■ Assignment ■
From the records below, find each line with the string "Deserialize" and copy it.

++++

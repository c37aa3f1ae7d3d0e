//! Runtime configuration types.

use serde::{Deserialize, Serialize};
use std::fs;
use std::path::{Path, PathBuf};
use thiserror::Error;

/// How the CLI reports the final accumulator.
#[derive(Debug, Clone, Copy, Default, PartialEq, Eq, Serialize, Deserialize)]
#[serde(rename_all = "lowercase")]
pub enum OutputFormat {
    /// `ACCUM: <value>` on stdout
    #[default]
    Human,
    /// One JSON object on stdout
    Json,
}

/// Runtime configuration for the VM
#[derive(Debug, Clone, Default, PartialEq, Eq, Serialize, Deserialize)]
#[serde(default, deny_unknown_fields)]
pub struct RuntimeConfig {
    /// Step budget (None = unlimited)
    #[serde(skip_serializing_if = "Option::is_none")]
    pub max_steps: Option<u64>,
    /// Run the static verifier before executing
    pub verify: bool,
    pub profile_opcodes: bool,
    pub format: OutputFormat,
}

#[derive(Debug, Error)]
pub enum ConfigError {
    #[error("failed to read {}: {source}", .path.display())]
    Io {
        path: PathBuf,
        #[source]
        source: std::io::Error,
    },

    #[error("failed to parse config: {0}")]
    Parse(#[from] toml::de::Error),
}

impl RuntimeConfig {
    pub fn from_toml_str(content: &str) -> Result<Self, ConfigError> {
        Ok(toml::from_str(content)?)
    }

    /// Load a config file.
    pub fn load(path: &Path) -> Result<Self, ConfigError> {
        let content = fs::read_to_string(path).map_err(|source| ConfigError::Io {
            path: path.to_path_buf(),
            source,
        })?;
        Self::from_toml_str(&content)
    }
}

#[cfg(test)]
mod tests {
    use super::*;
    use std::io::Write;

    #[test]
    fn test_defaults() {
        let config = RuntimeConfig::default();
        assert_eq!(config.max_steps, None);
        assert!(!config.verify);
        assert!(!config.profile_opcodes);
        assert_eq!(config.format, OutputFormat::Human);
    }

    #[test]
    fn test_parse_full() {
        let config = RuntimeConfig::from_toml_str(
            r#"
            max_steps = 5000
            verify = true
            profile_opcodes = true
            format = "json"
            "#,
        )
        .unwrap();
        assert_eq!(
            config,
            RuntimeConfig {
                max_steps: Some(5000),
                verify: true,
                profile_opcodes: true,
                format: OutputFormat::Json,
            }
        );
    }

    #[test]
    fn test_missing_keys_default() {
        let config = RuntimeConfig::from_toml_str("verify = true").unwrap();
        assert!(config.verify);
        assert_eq!(config.max_steps, None);
    }

    #[test]
    fn test_unknown_key_rejected() {
        let err = RuntimeConfig::from_toml_str("jit = true").unwrap_err();
        assert!(matches!(err, ConfigError::Parse(_)));
    }

    #[test]
    fn test_bad_format_rejected() {
        assert!(RuntimeConfig::from_toml_str(r#"format = "xml""#).is_err());
    }

    #[test]
    fn test_load_from_file() {
        let mut file = tempfile::NamedTempFile::new().unwrap();
        writeln!(file, "max_steps = 12").unwrap();
        let config = RuntimeConfig::load(file.path()).unwrap();
        assert_eq!(config.max_steps, Some(12));
    }

    #[test]
    fn test_load_missing_file() {
        let dir = tempfile::tempdir().unwrap();
        let err = RuntimeConfig::load(&dir.path().join("absent.toml")).unwrap_err();
        assert!(matches!(err, ConfigError::Io { .. }));
        assert!(err.to_string().contains("absent.toml"));
    }
}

++++

■ Task answer ■
use serde::{Deserialize, Serialize};
#[derive(Debug, Clone, Copy, Default, PartialEq, Eq, Serialize, Deserialize)]
#[derive(Debug, Clone, Default, PartialEq, Eq, Serialize, Deserialize)]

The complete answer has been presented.